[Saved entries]
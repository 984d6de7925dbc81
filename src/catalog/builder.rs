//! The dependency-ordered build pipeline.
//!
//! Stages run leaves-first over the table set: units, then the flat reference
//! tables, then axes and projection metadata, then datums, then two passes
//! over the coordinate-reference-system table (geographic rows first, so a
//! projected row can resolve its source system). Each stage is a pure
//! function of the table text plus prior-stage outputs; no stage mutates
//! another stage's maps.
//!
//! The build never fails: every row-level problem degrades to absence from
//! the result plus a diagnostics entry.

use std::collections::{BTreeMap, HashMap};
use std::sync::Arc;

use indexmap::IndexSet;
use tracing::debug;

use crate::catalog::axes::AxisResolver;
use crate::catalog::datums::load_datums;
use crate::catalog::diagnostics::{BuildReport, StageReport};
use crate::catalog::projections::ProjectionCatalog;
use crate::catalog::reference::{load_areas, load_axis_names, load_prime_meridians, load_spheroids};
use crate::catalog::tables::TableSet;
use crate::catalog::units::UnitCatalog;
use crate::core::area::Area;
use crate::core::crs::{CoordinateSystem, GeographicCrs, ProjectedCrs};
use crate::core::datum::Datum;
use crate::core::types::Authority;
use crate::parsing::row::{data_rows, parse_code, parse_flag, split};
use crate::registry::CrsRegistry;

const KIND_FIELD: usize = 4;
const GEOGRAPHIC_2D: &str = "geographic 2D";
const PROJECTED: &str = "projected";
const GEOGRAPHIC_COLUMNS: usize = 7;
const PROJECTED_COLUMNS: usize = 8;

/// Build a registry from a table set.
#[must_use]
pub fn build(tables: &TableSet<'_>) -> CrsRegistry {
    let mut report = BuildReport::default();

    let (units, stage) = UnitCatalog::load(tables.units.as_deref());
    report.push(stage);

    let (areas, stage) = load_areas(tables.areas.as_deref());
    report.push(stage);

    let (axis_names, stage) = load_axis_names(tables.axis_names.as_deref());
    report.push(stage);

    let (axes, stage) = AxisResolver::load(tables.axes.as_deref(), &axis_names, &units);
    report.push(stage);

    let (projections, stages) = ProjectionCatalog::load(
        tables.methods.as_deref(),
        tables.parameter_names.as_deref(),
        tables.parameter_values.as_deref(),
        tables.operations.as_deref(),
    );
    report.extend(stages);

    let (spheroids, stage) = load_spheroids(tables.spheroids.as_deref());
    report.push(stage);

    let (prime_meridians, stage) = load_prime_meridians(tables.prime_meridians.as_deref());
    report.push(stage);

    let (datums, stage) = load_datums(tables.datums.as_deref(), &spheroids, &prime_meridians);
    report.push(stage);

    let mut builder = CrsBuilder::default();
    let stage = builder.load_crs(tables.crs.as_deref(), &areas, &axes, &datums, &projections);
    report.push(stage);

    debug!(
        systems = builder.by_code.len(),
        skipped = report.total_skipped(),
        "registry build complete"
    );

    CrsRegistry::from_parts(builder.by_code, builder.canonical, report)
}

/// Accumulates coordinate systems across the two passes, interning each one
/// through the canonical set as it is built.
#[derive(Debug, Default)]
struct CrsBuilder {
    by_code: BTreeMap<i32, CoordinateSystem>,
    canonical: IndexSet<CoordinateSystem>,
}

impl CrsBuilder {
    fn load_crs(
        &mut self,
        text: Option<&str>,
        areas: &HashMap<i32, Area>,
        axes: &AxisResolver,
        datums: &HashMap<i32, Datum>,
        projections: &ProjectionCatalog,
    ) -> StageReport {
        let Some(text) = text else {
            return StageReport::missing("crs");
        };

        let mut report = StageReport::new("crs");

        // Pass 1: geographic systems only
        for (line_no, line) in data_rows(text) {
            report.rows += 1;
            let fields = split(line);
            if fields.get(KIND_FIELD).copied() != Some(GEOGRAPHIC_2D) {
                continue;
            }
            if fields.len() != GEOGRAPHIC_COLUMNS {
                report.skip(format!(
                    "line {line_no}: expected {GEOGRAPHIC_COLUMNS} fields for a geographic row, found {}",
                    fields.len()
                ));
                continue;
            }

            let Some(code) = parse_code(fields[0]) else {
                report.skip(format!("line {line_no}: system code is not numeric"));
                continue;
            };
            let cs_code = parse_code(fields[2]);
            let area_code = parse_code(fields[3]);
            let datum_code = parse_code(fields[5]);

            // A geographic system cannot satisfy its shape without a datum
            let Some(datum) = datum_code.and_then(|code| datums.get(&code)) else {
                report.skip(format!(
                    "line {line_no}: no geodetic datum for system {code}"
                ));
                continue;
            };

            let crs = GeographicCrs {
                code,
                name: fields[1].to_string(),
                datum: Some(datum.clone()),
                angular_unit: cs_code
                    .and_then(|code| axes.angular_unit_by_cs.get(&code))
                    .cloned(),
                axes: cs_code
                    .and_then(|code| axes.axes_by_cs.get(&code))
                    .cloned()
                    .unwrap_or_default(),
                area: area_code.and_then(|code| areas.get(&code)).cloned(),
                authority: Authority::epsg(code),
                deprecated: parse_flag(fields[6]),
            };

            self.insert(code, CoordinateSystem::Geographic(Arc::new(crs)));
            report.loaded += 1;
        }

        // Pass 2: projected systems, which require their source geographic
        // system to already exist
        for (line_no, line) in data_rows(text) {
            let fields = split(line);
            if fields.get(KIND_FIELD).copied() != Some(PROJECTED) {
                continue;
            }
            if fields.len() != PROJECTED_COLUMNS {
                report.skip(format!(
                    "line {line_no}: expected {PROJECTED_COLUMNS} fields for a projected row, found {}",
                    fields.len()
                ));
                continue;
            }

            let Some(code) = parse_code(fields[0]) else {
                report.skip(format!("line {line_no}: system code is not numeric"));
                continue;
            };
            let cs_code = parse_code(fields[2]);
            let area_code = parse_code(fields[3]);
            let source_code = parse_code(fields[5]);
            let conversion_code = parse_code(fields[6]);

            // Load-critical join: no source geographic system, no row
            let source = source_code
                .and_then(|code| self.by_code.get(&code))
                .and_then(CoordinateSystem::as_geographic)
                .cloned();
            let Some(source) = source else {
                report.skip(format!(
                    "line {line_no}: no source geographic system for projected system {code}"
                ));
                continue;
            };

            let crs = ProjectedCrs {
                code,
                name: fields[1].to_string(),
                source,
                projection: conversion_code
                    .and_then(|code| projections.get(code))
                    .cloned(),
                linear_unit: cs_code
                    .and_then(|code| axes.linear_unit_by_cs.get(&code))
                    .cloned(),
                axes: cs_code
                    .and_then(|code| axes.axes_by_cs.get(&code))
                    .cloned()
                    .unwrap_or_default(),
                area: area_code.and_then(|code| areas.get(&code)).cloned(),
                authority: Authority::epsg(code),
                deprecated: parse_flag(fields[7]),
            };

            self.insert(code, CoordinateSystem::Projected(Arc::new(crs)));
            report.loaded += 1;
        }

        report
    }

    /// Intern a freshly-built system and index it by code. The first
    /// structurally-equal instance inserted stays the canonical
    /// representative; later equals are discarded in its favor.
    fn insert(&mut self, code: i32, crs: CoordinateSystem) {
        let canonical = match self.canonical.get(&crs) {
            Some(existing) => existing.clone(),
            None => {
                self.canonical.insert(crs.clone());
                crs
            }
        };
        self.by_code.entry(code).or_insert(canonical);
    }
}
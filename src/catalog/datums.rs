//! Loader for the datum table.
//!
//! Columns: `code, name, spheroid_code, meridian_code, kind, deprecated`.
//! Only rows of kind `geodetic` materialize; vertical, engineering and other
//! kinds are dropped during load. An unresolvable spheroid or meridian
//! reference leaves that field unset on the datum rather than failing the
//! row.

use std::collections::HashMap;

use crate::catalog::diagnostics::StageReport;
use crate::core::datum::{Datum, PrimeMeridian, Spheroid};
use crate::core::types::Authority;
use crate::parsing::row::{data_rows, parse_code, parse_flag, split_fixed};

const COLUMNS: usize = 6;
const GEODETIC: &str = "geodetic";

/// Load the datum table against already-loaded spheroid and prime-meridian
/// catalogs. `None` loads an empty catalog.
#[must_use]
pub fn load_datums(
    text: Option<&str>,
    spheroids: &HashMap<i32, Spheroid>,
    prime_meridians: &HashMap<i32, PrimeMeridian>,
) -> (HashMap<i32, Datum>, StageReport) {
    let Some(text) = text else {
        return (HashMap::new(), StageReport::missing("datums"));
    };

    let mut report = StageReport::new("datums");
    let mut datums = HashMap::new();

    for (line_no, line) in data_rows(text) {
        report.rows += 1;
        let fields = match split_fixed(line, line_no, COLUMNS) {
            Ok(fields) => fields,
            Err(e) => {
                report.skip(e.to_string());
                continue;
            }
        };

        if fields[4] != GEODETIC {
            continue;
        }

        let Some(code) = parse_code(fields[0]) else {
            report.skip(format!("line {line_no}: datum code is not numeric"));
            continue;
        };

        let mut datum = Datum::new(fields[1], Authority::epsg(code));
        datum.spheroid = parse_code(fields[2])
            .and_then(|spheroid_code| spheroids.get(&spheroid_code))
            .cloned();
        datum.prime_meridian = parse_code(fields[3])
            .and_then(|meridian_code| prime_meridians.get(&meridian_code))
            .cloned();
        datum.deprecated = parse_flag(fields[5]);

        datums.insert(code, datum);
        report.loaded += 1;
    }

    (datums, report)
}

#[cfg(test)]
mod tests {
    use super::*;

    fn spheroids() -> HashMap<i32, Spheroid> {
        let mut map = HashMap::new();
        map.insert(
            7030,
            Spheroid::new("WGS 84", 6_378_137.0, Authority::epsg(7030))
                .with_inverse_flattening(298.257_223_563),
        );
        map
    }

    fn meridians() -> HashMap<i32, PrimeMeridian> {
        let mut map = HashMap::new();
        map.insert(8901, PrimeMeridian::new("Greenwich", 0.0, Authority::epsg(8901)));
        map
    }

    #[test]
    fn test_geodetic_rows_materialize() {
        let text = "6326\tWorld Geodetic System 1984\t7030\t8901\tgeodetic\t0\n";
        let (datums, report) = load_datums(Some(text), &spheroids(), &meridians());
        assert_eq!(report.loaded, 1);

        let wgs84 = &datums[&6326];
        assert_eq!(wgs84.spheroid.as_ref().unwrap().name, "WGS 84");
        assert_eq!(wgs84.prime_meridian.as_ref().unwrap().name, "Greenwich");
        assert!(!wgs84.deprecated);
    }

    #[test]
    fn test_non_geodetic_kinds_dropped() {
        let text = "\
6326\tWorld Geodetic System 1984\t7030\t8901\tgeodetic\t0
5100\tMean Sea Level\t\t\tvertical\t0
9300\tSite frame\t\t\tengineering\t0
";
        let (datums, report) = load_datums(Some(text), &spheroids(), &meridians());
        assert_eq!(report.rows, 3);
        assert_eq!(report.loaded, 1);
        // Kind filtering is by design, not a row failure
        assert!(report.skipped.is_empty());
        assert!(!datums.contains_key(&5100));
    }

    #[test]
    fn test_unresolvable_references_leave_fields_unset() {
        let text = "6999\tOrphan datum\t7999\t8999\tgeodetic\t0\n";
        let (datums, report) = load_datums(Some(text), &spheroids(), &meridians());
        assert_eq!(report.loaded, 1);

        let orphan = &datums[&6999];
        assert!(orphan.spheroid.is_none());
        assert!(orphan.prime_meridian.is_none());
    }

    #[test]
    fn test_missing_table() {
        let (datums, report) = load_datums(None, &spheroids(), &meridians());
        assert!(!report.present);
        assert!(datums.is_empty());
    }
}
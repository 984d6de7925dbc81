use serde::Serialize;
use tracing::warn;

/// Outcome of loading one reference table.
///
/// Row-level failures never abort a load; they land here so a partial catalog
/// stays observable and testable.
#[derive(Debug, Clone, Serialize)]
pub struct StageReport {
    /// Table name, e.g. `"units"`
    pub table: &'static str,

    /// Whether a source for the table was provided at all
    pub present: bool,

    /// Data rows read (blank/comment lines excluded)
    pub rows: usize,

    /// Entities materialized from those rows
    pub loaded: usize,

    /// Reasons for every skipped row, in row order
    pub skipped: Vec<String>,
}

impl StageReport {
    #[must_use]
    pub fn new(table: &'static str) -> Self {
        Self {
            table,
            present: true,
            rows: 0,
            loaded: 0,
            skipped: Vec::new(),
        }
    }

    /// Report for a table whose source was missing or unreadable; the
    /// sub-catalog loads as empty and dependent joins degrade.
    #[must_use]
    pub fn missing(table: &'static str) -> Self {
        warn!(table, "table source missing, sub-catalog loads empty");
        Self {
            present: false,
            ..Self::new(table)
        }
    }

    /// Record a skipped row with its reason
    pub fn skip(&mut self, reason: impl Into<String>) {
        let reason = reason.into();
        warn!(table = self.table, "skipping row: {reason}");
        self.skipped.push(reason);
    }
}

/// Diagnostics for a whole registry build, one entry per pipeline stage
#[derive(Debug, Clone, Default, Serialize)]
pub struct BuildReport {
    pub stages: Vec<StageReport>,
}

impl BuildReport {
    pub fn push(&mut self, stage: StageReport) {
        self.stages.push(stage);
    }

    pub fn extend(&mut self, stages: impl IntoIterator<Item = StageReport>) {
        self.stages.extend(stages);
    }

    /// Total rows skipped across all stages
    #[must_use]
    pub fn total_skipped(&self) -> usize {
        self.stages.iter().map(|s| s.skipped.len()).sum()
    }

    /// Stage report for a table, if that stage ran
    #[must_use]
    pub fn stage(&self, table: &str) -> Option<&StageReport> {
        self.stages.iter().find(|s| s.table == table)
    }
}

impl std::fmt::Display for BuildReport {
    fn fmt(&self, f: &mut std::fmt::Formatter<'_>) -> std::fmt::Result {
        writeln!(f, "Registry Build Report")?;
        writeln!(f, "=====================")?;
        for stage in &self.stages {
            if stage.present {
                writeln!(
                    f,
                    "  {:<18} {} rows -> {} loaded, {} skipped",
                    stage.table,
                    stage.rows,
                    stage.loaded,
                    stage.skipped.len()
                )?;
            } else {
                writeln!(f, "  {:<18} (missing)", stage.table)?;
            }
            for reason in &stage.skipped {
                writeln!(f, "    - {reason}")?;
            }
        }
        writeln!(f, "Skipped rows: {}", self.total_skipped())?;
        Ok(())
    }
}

DESCRIPTION OF THE TASK: In the reply, include exactly the lines from the beginning of the entries above through the line holding "first, so a", and nothing besides.

RESPONSE BOX:
repository 984d6de7925dbc81
filename src/catalog/builder.rs
//! The dependency-ordered build pipeline.
//!
//! Stages run leaves-first over the table set: units, then the flat reference
//! tables, then axes and projection metadata, then datums, then two passes
//! over the coordinate-reference-system table (geographic rows first, so a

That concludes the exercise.